En otro de esos libros que arrojan luz sobre las múltiples facetas de nuestra ignorancia, titulado «El sha o la desmesura del poder», nos encontramos a Kapuscinski abrumado en su habitación de Teherán con la cama desbordada de fotografías, periódicos, libros y cintas magnetofónicas. Asomado al desastre iraní que acabaría por abrir la puerta a Jomeini y sus almuédanos, Kapuscinski escucha y luego describe como lo haría un miniaturista, y lo hace como quienes si no contaran dejarían de respirar: apasionadamente. Kapuscinski conoce el terreno que pisa, porque antes de emprender el viaje se ha empapado hasta la médula de la geografía y de la historia, ha leído, estudiado y escuchado, para luego seguir leyendo, estudiando y escuchando. Kapuscinski tenía lo que hay que tener para ser un extraordinario reportero: humildad para ponerse a la altura de los ojos de su interlocutor, soberano o enterrador; la exactitud de un entomólogo, un historiador o un astrónomo, «para que ningún lector pueda corregirte y demostrar que no sabes de qué hablas, dejarte en evidencia y en entredicho todo lo escrito»; curiosidad insaciable (cómo si no iba a volver a perderse una y otra vez bajo soles como espinas, fríos como sierras); valor para ponerse a prueba jugándosela donde ya no queda nadie para contarlo, nadie con un altavoz donde propagar lo que se ha visto y no se pierda, sufrimiento inútil, dolor derramado para nada; compasión hacia quienes no sólo suelen sufrir la historia, y mucho menos para hacerla suya, para cambiar su destino; resistencia frente a las adversidades, los flacos presupuestos, la desidia o la pereza de los jefes alejados de los campos de batalla o de los campos de algodón; perseverancia para comprobar hasta el último rasguño y el último dato, para que no quede el relato cojo, incompleto, falso por ese mal tan extendido que deduce que «da lo mismo», cuando ahí reside el principio de nuestro deshonor, y estilo: el de su alma, la de un hombre cercano capaz de encender hogueras de palabras que calientan e iluminan más que el fuego.

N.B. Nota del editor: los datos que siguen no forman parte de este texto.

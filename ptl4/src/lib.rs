//! # ptl4 - one-sided messaging engine
//!
//! A Portals-style network transport runtime: remote Put / Get /
//! Atomic / FetchAtomic / Swap between ranks of a job, over an
//! RDMA-style provider or a shared-memory fragment path between
//! co-located peers.
//!
//! ## Architecture
//!
//! ```text
//! user thread                     progress thread (one per NI)
//!   put()/get()/atomic()            poll CM events -> connection manager
//!     |                             poll CQ        -> classify completions
//!     v                             drain fragment queue
//!   initiator machine  <----------  reply path
//!     |                               |
//!     v                               v
//!   transport (RDMA | shmem) ----> target machine -> matching engine
//! ```
//!
//! - [`ni`]: interface lifecycle, pools, portal table, operation surface
//! - [`pool`] / [`handle`]: generation-checked object handles
//! - [`pt`] / [`le`]: matching engine (priority + overflow lists)
//! - [`md`] / [`eq`] / [`ct`]: descriptors, event queues, counters and
//!   triggered operations
//! - [`wire`]: header and descriptor formats
//! - [`transport`] / [`soft`] / [`shmem`]: the two transports and the
//!   in-process verbs provider
//! - The state machines live in `initiator`, `target` and `recv`.

pub mod atomics;
pub mod buffer;
pub mod config;
pub mod conn;
pub mod ct;
pub mod eq;
pub mod error;
pub mod handle;
pub mod le;
pub mod md;
pub mod ni;
pub mod pool;
pub mod pt;
pub mod shmem;
pub mod soft;
pub mod transport;
pub mod types;
pub mod wire;
pub mod xfer;

mod initiator;
mod recv;
mod target;

pub use atomics::{AtomOp, AtomType};
pub use config::{NiConfig, NiLimits, Param};
pub use ct::CtEvent;
pub use error::{Error, Result};
pub use handle::{CtHandle, EqHandle, LeHandle, MdHandle};
pub use le::{LeOptions, MatchSpec};
pub use md::MdOptions;
pub use ni::Ni;
pub use pt::PtOptions;
pub use shmem::ShmemJob;
pub use soft::{RejectReason, SoftFabric};
pub use types::{
    AckReq, Event, EventKind, ListKind, NiFail, NiOptions, NiStatus, Position, ProcessId,
    SearchOp, TargetId,
};
pub use wire::Sge;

Porque no era cierto que el sueño de la razón engendre monstruos, sino que es precisamente cuando nos adormecemos, cuando dejamos que la sinrazón se apropie del discurso, quien aguija a la bestia que todos atesoramos. Fue Arcadi Espada el último en hacerse eco de esa verosímil lectura de la pintura de Goya que tantas ebrias interpretaciones ha venido cosechando para nuestra desgracia. El mismo Espada que extrajo de una entrevista con Kapuscinski su desolador diagnóstico del estado del periodismo: «los medios han difundido la consigna, la lucha no da resultado». Es decir, que es inútil resistirse, no hay nada que hacer, estamos ya vencidos de antemano. A pesar de esa pesadumbre, Ryszard Kapuscinski ha seguido escribiendo como Nadiezdha Mandelstam, «contra toda esperanza».

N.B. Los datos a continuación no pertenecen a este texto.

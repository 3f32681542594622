//! Target state machine: drives an incoming request to completion.
//!
//! The walk order is priority list first, then overflow list, strict
//! FIFO within each. A match computes the manipulated length, moves the
//! data (in-band copy, DMA against the initiator's descriptor, or an
//! indirect-list fetch first), applies atomics under the entry lock,
//! responds, and finally delivers the target-side event and counting
//! update.

use std::sync::atomic::Ordering;
use std::sync::Arc;

use crate::buffer::BufType;
use crate::conn::{ConnState, TransportKind};
use crate::ct::CtEvent;
use crate::error::{Error, Result};
use crate::handle::Handle;
use crate::le::{LeOptions, ListEntry, MatchResult};
use crate::ni::NiInner;
use crate::pt::Unexpected;
use crate::transport::{DmaDir, DmaOutcome, SendFailed, SendOutcome, Transport};
use crate::types::{AckReq, Event, EventKind, ListKind, NiFail, ProcessId};
use crate::wire::{
    decode_sge_list, AckHdr, Data, HdrCommon, Op, PktFmt, ReqHdr, Sge, ACK_HDR_SIZE,
};
use crate::xfer::{Role, TgtState, Xfer, XferState};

No era comunista, pero en su escritura se rastrea la profunda indignación moral que provoca la injusticia. No la pena, no la lástima que tasa desde una peana moral, de un paternalismo eurocéntrico que Kapuscinski desdeñaba. Tampoco desde una elaborada estética, sino partiendo de una cualidad esencial, la que le hacía mimetizarse con la materia a tratar. La que le hacía volver una y otra vez al mismo hotelucho de Accra, lejos del resplandor del poder y de las camadas de colegas que caen sobre un asunto como perros de presa y luego lo abandonan a su suerte. Kapuscinski se quedaba cuando ya no quedaba nadie, que es cuando de verdad empiezan las historias, cuando los crímenes ocurren sin testigos, cuando las víctimas mueren en silencio, en ese olvido que está urdido por nuestra comodidad, entretenida en el asunto que más nos interesa: nosotros mismos.

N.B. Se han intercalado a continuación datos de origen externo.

#[cfg(test)]
mod tests {
    use super::*;

    fn op16(v: u64) -> [u8; 16] {
        let mut o = [0u8; 16];
        o[..8].copy_from_slice(&v.to_ne_bytes());
        o
    }

    #[test]
    fn sum_u64() {
        let mut tgt = 100u64.to_ne_bytes().to_vec();
        let src = 23u64.to_ne_bytes().to_vec();
        apply(AtomOp::Sum, AtomType::U64, &mut tgt, &src, &[0; 16], None).unwrap();
        assert_eq!(u64::from_ne_bytes(tgt.try_into().unwrap()), 123);
    }

    #[test]
    fn fetch_sum_returns_original() {
        let mut tgt = 7u64.to_ne_bytes().to_vec();
        let src = 5u64.to_ne_bytes().to_vec();
        let mut fetch = vec![0u8; 8];
        apply(
            AtomOp::Sum,
            AtomType::U64,
            &mut tgt,
            &src,
            &[0; 16],
            Some(&mut fetch),
        )
        .unwrap();
        assert_eq!(u64::from_ne_bytes(fetch.try_into().unwrap()), 7);
        assert_eq!(u64::from_ne_bytes(tgt.try_into().unwrap()), 12);
    }

    #[test]
    fn min_max_elementwise() {
        let mut tgt: Vec<u8> = [3i32, 9, -4]
            .iter()
            .flat_map(|v| v.to_ne_bytes())
            .collect();
        let src: Vec<u8> = [5i32, 2, -7]
            .iter()
            .flat_map(|v| v.to_ne_bytes())
            .collect();
        apply(AtomOp::Min, AtomType::I32, &mut tgt, &src, &[0; 16], None).unwrap();
        let out: Vec<i32> = tgt
            .chunks_exact(4)
            .map(|c| i32::from_ne_bytes(c.try_into().unwrap()))
            .collect();
        assert_eq!(out, vec![3, 2, -7]);
    }

    #[test]
    fn cswap_lt_equal_does_not_swap() {
        let mut tgt = 5u64.to_ne_bytes().to_vec();
        let src = 99u64.to_ne_bytes().to_vec();
        apply(
            AtomOp::CswapLt,
            AtomType::U64,
            &mut tgt,
            &src,
            &op16(5),
            None,
        )
        .unwrap();
        assert_eq!(u64::from_ne_bytes(tgt.clone().try_into().unwrap()), 5);

        // Operand strictly below the target value swaps.
        apply(
            AtomOp::CswapLt,
            AtomType::U64,
            &mut tgt,
            &src,
            &op16(4),
            None,
        )
        .unwrap();
        assert_eq!(u64::from_ne_bytes(tgt.try_into().unwrap()), 99);
    }

    #[test]
    fn cswap_ne_equal_does_not_swap() {
        let mut tgt = 5u64.to_ne_bytes().to_vec();
        let src = 99u64.to_ne_bytes().to_vec();
        apply(
            AtomOp::CswapNe,
            AtomType::U64,
            &mut tgt,
            &src,
            &op16(5),
            None,
        )
        .unwrap();
        assert_eq!(u64::from_ne_bytes(tgt.try_into().unwrap()), 5);
    }

    #[test]
    fn cswap_equal_swaps() {
        let mut tgt = 5u64.to_ne_bytes().to_vec();
        let src = 99u64.to_ne_bytes().to_vec();
        apply(AtomOp::Cswap, AtomType::U64, &mut tgt, &src, &op16(5), None).unwrap();
        assert_eq!(u64::from_ne_bytes(tgt.try_into().unwrap()), 99);
    }

    #[test]
    fn mswap_masks_bits() {
        let mut tgt = 0xff00_ff00u32.to_ne_bytes().to_vec();
        let src = 0x1234_5678u32.to_ne_bytes().to_vec();
        let mut operand = [0u8; 16];
        operand[..4].copy_from_slice(&0x0000_ffffu32.to_ne_bytes());
        apply(
            AtomOp::Mswap,
            AtomType::U32,
            &mut tgt,
            &src,
            &operand,
            None,
        )
        .unwrap();
        assert_eq!(
            u32::from_ne_bytes(tgt.try_into().unwrap()),
            0xff00_5678u32
        );
    }

    #[test]
    fn complex_prod() {
        // (1 + 2i) * (3 + 4i) = -5 + 10i
        let mut tgt: Vec<u8> = [1f32, 2.0].iter().flat_map(|v| v.to_ne_bytes()).collect();
        let src: Vec<u8> = [3f32, 4.0].iter().flat_map(|v| v.to_ne_bytes()).collect();
        apply(
            AtomOp::Prod,
            AtomType::FloatComplex,
            &mut tgt,
            &src,
            &[0; 16],
            None,
        )
        .unwrap();
        let re = f32::from_ne_bytes(tgt[..4].try_into().unwrap());
        let im = f32::from_ne_bytes(tgt[4..].try_into().unwrap());
        assert_eq!((re, im), (-5.0, 10.0));
    }

    #[test]
    fn validity_table() {
        assert!(check_atomic(AtomOp::Sum, AtomType::DoubleComplex).is_ok());
        assert!(check_atomic(AtomOp::Band, AtomType::Float).is_err());
        assert!(check_atomic(AtomOp::Min, AtomType::FloatComplex).is_err());
        assert!(check_atomic(AtomOp::Swap, AtomType::U64).is_err());
        assert!(check_swap(AtomOp::Swap, AtomType::U64, 64).is_ok());
        assert!(check_swap(AtomOp::Cswap, AtomType::U64, 8).is_ok());
        assert!(check_swap(AtomOp::Cswap, AtomType::U64, 16).is_err());
        assert!(check_swap(AtomOp::Mswap, AtomType::Double, 8).is_err());
        assert!(check_swap(AtomOp::CswapLt, AtomType::FloatComplex, 8).is_err());
    }

    #[test]
    fn logical_ops() {
        let mut tgt = 0u8.to_ne_bytes().to_vec();
        let src = 7u8.to_ne_bytes().to_vec();
        apply(AtomOp::Lor, AtomType::U8, &mut tgt, &src, &[0; 16], None).unwrap();
        assert_eq!(tgt[0], 1);

        let mut tgt = 3u8.to_ne_bytes().to_vec();
        apply(AtomOp::Land, AtomType::U8, &mut tgt, &src, &[0; 16], None).unwrap();
        assert_eq!(tgt[0], 1);

        let mut tgt = 1u8.to_ne_bytes().to_vec();
        apply(AtomOp::Lxor, AtomType::U8, &mut tgt, &src, &[0; 16], None).unwrap();
        assert_eq!(tgt[0], 0);
    }
}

Al polaco le gustaba hablar de Heródoto como su maestro, primer periodista de la historia. No en vano descubrió que no hay un solo mundo, sino muchos y que «cada uno es único. E importante. Y que hay que conocerlos porque sus respectivas culturas no son sino espejos en los que vemos reflejada la nuestra». Sin embargo, es Alexander von Humboldt quien más me recuerda a Kapuscinski. Sabio humilde, dotado de una curiosidad inagotable, emprendió en 1799 un viaje de 10.000 kilómetros por el sur y el centro de América. Era capaz de sentarse junto a un indio durante horas y preguntarle por sus dioses y sus cultivos, su conocimiento de las estaciones y de los pájaros, sus habilidades y sus miedos. Tenía alma de reportero, como a quien se le rompió la pluma el martes en Varsovia.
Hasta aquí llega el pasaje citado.